Reports of splenomegaly (enlarged spleen) in infectious mononucleosis suggest variable prevalence rates of 25% to 75%. Among pediatric patients, a splenomegaly rate of 50% is expected, with a rate of 60% reported in one case series. Although splenic rupture is a rare complication of infectious mononucleosis, it is the basis of advice to avoid contact sports for 4-6 weeks after diagnosis.
Usually, the longer the infected person experiences the symptoms the more the infection weakens the person’s immune system and the longer he/she will need to recover. Cyclical reactivation of the virus, although rare in healthy people, is often a sign of immunological abnormalities in the small subset of organic disease patients in which the virus is active or reactivated.
Although the great majority of cases of mononucleosis are caused by the E.B. virus, cytomegalovirus can produce a similar illness, usually with less throat pain. Due to the presence of the atypical lymphocytes on the blood smear in both conditions, most clinicians include both infections under the diagnosis of “mononucleosis.” Symptoms similar to those of mononucleosis can be caused by adenovirus, acute HIV infection and the protozoan Toxoplasma gondii.
Infectious mononucleosis is generally self-limiting and only symptomatic and/or supportive treatments are used. Rest is recommended during the acute phase of the infection, but activity should be resumed once acute symptoms have resolved. Nevertheless heavy physical activity and contact sports should be avoided to abrogate the risk of splenic rupture, for at least one month following initial infection and until splenomegaly has resolved, as determined by ultrasound scan. The patient should avoid eating excessively sweet things for a few months.

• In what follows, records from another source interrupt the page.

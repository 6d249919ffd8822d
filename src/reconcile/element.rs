//! Element handles - typed change fragments for one DOM element.
//!
//! Every setter queues its fragment on the reconciler and returns the
//! promise of the batch that will carry it.

use crate::bridge::script::js_string;
use crate::promise::Promise;

use super::batcher::Reconciler;

/// Changes addressed to the element with a given html id.
#[derive(Clone)]
pub struct ElementHandle {
    html_id: String,
    reconciler: Reconciler,
}

impl ElementHandle {
    pub fn new(reconciler: &Reconciler, html_id: impl Into<String>) -> Self {
        Self {
            html_id: html_id.into(),
            reconciler: reconciler.clone(),
        }
    }

    pub fn html_id(&self) -> &str {
        &self.html_id
    }

    pub fn set_inner_html(&self, html: &str) -> Promise {
        self.change(&format!(".innerHTML={}", js_string(html)))
    }

    pub fn set_inner_text(&self, text: &str) -> Promise {
        self.change(&format!(".innerText={}", js_string(text)))
    }

    pub fn set_value(&self, value: &str) -> Promise {
        self.change(&format!(".value={}", js_string(value)))
    }

    pub fn set_attribute(&self, name: &str, value: &str) -> Promise {
        self.change(&format!(
            ".setAttribute({},{})",
            js_string(name),
            js_string(value)
        ))
    }

    pub fn remove_attribute(&self, name: &str) -> Promise {
        self.change(&format!(".removeAttribute({})", js_string(name)))
    }

    pub fn set_style(&self, property: &str, value: &str) -> Promise {
        self.change(&format!(
            ".style.setProperty({},{})",
            js_string(property),
            js_string(value)
        ))
    }

    pub fn remove(&self) -> Promise {
        self.change(".remove()")
    }

    /// Fragment applying `suffix` to the element.
    pub fn fragment(&self, suffix: &str) -> String {
        format!(
            "document.getElementById({}){}",
            js_string(&self.html_id),
            suffix
        )
    }

    fn change(&self, suffix: &str) -> Promise {
        self.reconciler.request_change(self.fragment(suffix))
    }
}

In terms of pharmacotherapies, acetaminophen/paracetamol or non-steroidal anti-inflammatory drugs (NSAIDs) may be used to reduce fever and pain – aspirin is not used due to the risk of Reye’s syndrome in children and young adults. Intravenous corticosteroids, usually hydrocortisone or dexamethasone, are not recommended for routine use but may be useful if there is a risk of airway obstruction, severe thrombocytopenia, or hemolytic anemia.
There is little evidence to support the use of aciclovir, although it may reduce initial viral shedding. Antibiotics are not used, being ineffective against viral infections, with amoxicillin and ampicillin contraindicated (for other infections) during mononucleosis as their use can frequently precipitate a non-allergic rash. In a small percentage of cases, mononucleosis infection is complicated by co-infection with streptococcal infection in the throat and tonsils (strep throat). Penicillin or other antibiotics should be administered to treat the strep throat, but are not effective against EBV. Opioid analgesics are also contraindicated due to risk of respiratory depression.